PROBLEM REQUIREMENTS:
Determine how many lines below contain the word "TransportLog", then write that number by itself.

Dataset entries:
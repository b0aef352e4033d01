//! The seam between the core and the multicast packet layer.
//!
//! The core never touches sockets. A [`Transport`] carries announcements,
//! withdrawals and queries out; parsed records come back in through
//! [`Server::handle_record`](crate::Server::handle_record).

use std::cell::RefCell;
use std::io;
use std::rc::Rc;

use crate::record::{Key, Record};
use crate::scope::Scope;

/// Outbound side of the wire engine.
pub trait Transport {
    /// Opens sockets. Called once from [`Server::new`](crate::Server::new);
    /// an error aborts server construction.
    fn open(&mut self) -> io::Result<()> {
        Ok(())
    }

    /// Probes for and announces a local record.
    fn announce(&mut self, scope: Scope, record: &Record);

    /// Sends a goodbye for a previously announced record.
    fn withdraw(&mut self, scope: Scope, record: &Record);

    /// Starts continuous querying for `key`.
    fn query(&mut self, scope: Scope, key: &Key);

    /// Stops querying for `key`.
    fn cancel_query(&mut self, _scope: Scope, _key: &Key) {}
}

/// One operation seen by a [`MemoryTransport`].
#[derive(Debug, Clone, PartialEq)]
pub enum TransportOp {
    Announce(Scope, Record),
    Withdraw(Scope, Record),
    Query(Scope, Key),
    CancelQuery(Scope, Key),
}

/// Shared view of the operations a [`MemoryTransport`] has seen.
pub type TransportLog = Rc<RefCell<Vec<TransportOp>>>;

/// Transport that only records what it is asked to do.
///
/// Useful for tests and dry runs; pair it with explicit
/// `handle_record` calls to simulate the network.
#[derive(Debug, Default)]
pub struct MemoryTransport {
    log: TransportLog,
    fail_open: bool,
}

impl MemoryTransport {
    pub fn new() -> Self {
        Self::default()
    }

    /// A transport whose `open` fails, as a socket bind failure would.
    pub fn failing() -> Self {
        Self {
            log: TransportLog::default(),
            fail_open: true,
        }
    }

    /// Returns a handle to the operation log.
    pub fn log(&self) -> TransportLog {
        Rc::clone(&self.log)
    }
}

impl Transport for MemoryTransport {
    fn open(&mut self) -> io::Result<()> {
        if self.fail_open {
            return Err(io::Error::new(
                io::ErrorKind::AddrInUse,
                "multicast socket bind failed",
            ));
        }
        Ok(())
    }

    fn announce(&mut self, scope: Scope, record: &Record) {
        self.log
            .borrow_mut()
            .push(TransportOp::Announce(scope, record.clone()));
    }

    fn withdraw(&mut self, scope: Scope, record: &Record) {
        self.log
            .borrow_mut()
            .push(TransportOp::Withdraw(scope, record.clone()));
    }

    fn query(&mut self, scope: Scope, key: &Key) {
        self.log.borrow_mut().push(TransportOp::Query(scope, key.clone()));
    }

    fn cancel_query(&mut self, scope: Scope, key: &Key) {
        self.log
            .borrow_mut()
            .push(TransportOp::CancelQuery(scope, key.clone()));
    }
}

EXERCISE ANSWER:
4